Roxberg, who broke her own school record in the 1,500 earlier this year with a 4-minute, 3.53-second finish at the Drake Relays, has higher hopes for this year's event, which begins Wednesday in Eugene, Ore. Roxberg's first run is Thursday, when she hopes to qualify for Saturday's final. She has been spending a ton of time in the training room, receiving massages and doing foam rolling and contrasting (rotating between the cold and warm tanks) so she can meet her No. 1 goal: getting to the starting line healthy and ready to run.
Here are a few of Roxberg's training secrets:
Favorite workout: 400-meter repeats
I really like running fast, and these give me the chance to do that. Depending on my training schedule, I'll run anywhere from eight to more than 16 repeats with about one to two minutes of rest in between. I like to catch my breath between them but not sit around too long and think too much.
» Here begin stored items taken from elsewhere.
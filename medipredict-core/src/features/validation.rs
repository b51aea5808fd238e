//! Input validation
//!
//! Server-side check of every submitted value against its FeatureSpec.
//! Callable on its own so correctness never depends on form widgets.
//! Values are checked, never clamped or rounded.

use super::vector::FeatureVector;
use super::FieldValues;
use crate::error::{DiagnosisError, DispatchResult};
use crate::registry::{DiseaseSpec, FeatureSpec, ValueType};

/// Check one value against its bounds and type
pub fn validate_value(feature: &FeatureSpec, value: f64) -> DispatchResult<()> {
    if !feature.contains(value) {
        return Err(DiagnosisError::OutOfRange {
            field: feature.name.to_string(),
            value,
            min: feature.min,
            max: feature.max,
        });
    }

    if feature.value_type == ValueType::Integer && value.fract() != 0.0 {
        return Err(DiagnosisError::NotAnInteger {
            field: feature.name.to_string(),
            value,
        });
    }

    Ok(())
}

/// Check that every declared feature is present and valid.
/// Fields the disease does not declare are ignored.
pub fn validate_fields(spec: &DiseaseSpec, fields: &FieldValues) -> DispatchResult<()> {
    for feature in spec.features {
        validate_value(feature, lookup(spec, feature, fields)?)?;
    }
    Ok(())
}

/// Validate and build the vector in `spec.features` order
pub fn assemble(spec: &DiseaseSpec, fields: &FieldValues) -> DispatchResult<FeatureVector> {
    let mut vector = FeatureVector::with_capacity(spec);

    for feature in spec.features {
        let value = lookup(spec, feature, fields)?;
        validate_value(feature, value)?;
        vector.push(value);
    }

    if fields.len() > spec.feature_count() {
        let extra: Vec<&str> = fields
            .keys()
            .map(String::as_str)
            .filter(|k| spec.feature(k).is_none())
            .collect();
        log::debug!("{}: ignoring undeclared fields {:?}", spec.disease, extra);
    }

    Ok(vector)
}

fn lookup(spec: &DiseaseSpec, feature: &FeatureSpec, fields: &FieldValues) -> DispatchResult<f64> {
    fields
        .get(feature.name)
        .copied()
        .ok_or_else(|| DiagnosisError::MissingField {
            disease: spec.disease,
            field: feature.name.to_string(),
        })
}
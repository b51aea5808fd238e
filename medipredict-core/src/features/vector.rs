//! Feature Vector - Ordered classifier input
//!
//! Only `validation::assemble` builds one, so a vector always holds every
//! feature of its disease, validated, in table order.

use serde::Serialize;

use crate::disease::Disease;
use crate::registry::{spec_for, DiseaseSpec};

#[derive(Debug, Clone, PartialEq, Serialize)]
pub struct FeatureVector {
    disease: Disease,
    /// Layout hash of the spec it was assembled from
    layout_hash: u32,
    values: Vec<f64>,
}

impl FeatureVector {
    pub(crate) fn with_capacity(spec: &DiseaseSpec) -> Self {
        Self {
            disease: spec.disease,
            layout_hash: spec.layout_hash(),
            values: Vec::with_capacity(spec.feature_count()),
        }
    }

    pub(crate) fn push(&mut self, value: f64) {
        self.values.push(value);
    }

    pub fn disease(&self) -> Disease {
        self.disease
    }

    pub fn layout_hash(&self) -> u32 {
        self.layout_hash
    }

    pub fn as_slice(&self) -> &[f64] {
        &self.values
    }

    pub fn len(&self) -> usize {
        self.values.len()
    }

    pub fn is_empty(&self) -> bool {
        self.values.is_empty()
    }

    /// Get feature by index
    pub fn get(&self, index: usize) -> Option<f64> {
        self.values.get(index).copied()
    }

    /// Get feature by name
    pub fn get_by_name(&self, name: &str) -> Option<f64> {
        spec_for(self.disease)
            .feature_index(name)
            .and_then(|i| self.get(i))
    }

    pub fn feature_names(&self) -> impl Iterator<Item = &'static str> {
        spec_for(self.disease).feature_names()
    }

    /// Convert to JSON for logging
    pub fn to_log_entry(&self) -> serde_json::Value {
        serde_json::json!({
            "disease": self.disease,
            "layout_hash": self.layout_hash,
            "values": self.values,
            "named_values": self.feature_names()
                .zip(self.values.iter())
                .map(|(name, value)| (name.to_string(), serde_json::Value::from(*value)))
                .collect::<serde_json::Map<_, _>>(),
        })
    }
}

impl AsRef<[f64]> for FeatureVector {
    fn as_ref(&self) -> &[f64] {
        self.as_slice()
    }
}

#[cfg(test)]
mod tests {
    use super::*;

    fn thyroid_vector() -> FeatureVector {
        let spec = spec_for(Disease::Thyroid);
        let mut vector = FeatureVector::with_capacity(spec);
        for v in [45.0, 0.0, 1.0, 2.5, 1.0, 1.8, 95.0] {
            vector.push(v);
        }
        vector
    }

    #[test]
    fn test_lookup_by_name_and_index() {
        let vector = thyroid_vector();
        assert_eq!(vector.len(), 7);
        assert_eq!(vector.get(3), Some(2.5));
        assert_eq!(vector.get_by_name("tsh"), Some(2.5));
        assert_eq!(vector.get_by_name("tt4"), Some(95.0));
        assert_eq!(vector.get_by_name("Glucose"), None);
        assert_eq!(vector.get(7), None);
    }

    #[test]
    fn test_carries_layout_hash() {
        let vector = thyroid_vector();
        assert_eq!(vector.disease(), Disease::Thyroid);
        assert_eq!(vector.layout_hash(), spec_for(Disease::Thyroid).layout_hash());
    }

    #[test]
    fn test_to_log_entry() {
        let log = thyroid_vector().to_log_entry();
        assert_eq!(log["disease"], "thyroid");
        assert_eq!(log["values"].as_array().unwrap().len(), 7);
        assert_eq!(log["named_values"]["on_thyroxine"], 1.0);
        assert!(log["layout_hash"].as_u64().is_some());
    }
}
//! Dispatch Module - The predict pipeline
//!
//! `dispatcher` holds the logic, `types` the request/response shapes.

pub mod dispatcher;
pub mod types;

// Re-export common types
pub use dispatcher::Dispatcher;
pub use types::{DiagnosisResult, PredictedClass, PredictionRequest};
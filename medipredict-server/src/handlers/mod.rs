//! HTTP handlers

pub mod health;
pub mod diseases;
pub mod models;
pub mod predict;

use axum::http::Uri;

use crate::AppError;

/// Fallback for unknown routes
pub async fn not_found(uri: Uri) -> AppError {
    AppError::NotFound(format!("No route for {}", uri.path()))
}
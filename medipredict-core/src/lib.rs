//! MediPredict Core - Disease Registry & Prediction Dispatch
//!
//! Maps a disease to the ordered features it needs, validates submitted
//! values against their bounds, assembles the feature vector and hands it to
//! the classifier bound to that disease.
//!
//! ```text
//!  driver ──► Dispatcher::predict(disease_id, field_values)
//!                 │
//!                 ├─► Registry::get ──► DiseaseSpec + ClassifierRef
//!                 ├─► features::assemble (lookup, validate, order)
//!                 ├─► Classifier::predict(&[f64]) -> label
//!                 └─► RenderRule ──► DiagnosisResult
//! ```
//!
//! ## Modules
//! - `disease` - closed set of supported diseases
//! - `registry/` - static tables + classifier bindings
//! - `features/` - validation and vector assembly
//! - `model/` - classifier seam, artifact formats, loader
//! - `dispatch/` - the predict pipeline

pub mod disease;
pub mod error;
pub mod registry;
pub mod features;
pub mod model;
pub mod dispatch;

#[cfg(test)]
mod tests;

// Re-export common types
pub use disease::Disease;
pub use error::{DiagnosisError, DispatchResult, LoadError};
pub use registry::{ClassifierRef, DiseaseEntry, DiseaseSpec, FeatureSpec, Registry, RegistryBuilder, RenderRule, ValueType};
pub use features::{FeatureVector, FieldValues};
pub use model::{Classifier, ClassifierError, ModelConfig, ModelMetadata, ModelStatus};
pub use dispatch::{DiagnosisResult, Dispatcher, PredictedClass, PredictionRequest};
Least favorite workout: Tempo runs
These are the total opposite of 400s -- running at a consistent pace over a longer distance, like four to five miles. They're important runs because they build cardiovascular fitness, but they're really draining mentally.
Race strategy: Five steps
1. Get off the line fast.
2. Stay off the inside railing; I don't want to be boxed in.
3. Stay relaxed no matter where I am in the race.
4. When somebody else makes a move, react quickly.
5. When I make a move, follow it all the way through to the finish line.
Power food: Peanut butter
I don't know any runner who doesn't eat a crazy amount of peanut butter. I have it on my banana, on my pancakes, on toast -- pretty much any way I can eat it, I will. (Note: She likes Smucker's Natural.)
Cross-training: Hitting the pool
I do strength training and plyometrics at least twice a week. Always lots and lots of core: planks, side planks, twisting sit-ups. When I need to give my body a little recovery, I'll ride the bike, which I really don't like, or I'll tread water for a while, then swim a few laps, then repeat. I've gone as long as 75 minutes in the pool to simulate a long run.
Sound off: No tunes, please
I can run about three miles with music before I start going crazy. I'm a big daydreamer, and running is my thinking-and-relaxing time. On the days when I need somebody other than myself to talk to, I'd rather have a friend with me.
Off the clock: No time either
I don't have any good-luck charms, but one ritual I have is that I always take my watch off before I race. Not sure why I do that, but I've done it ever since I can remember. I never wear jewelry either. I guess I just like to be as streamlined as possible.
Last hurrah: Game plan
This is my final collegiate race, and my only goal is to cross the finish line knowing I gave it my all. My time or place doesn't matter as long as I leave it all out there.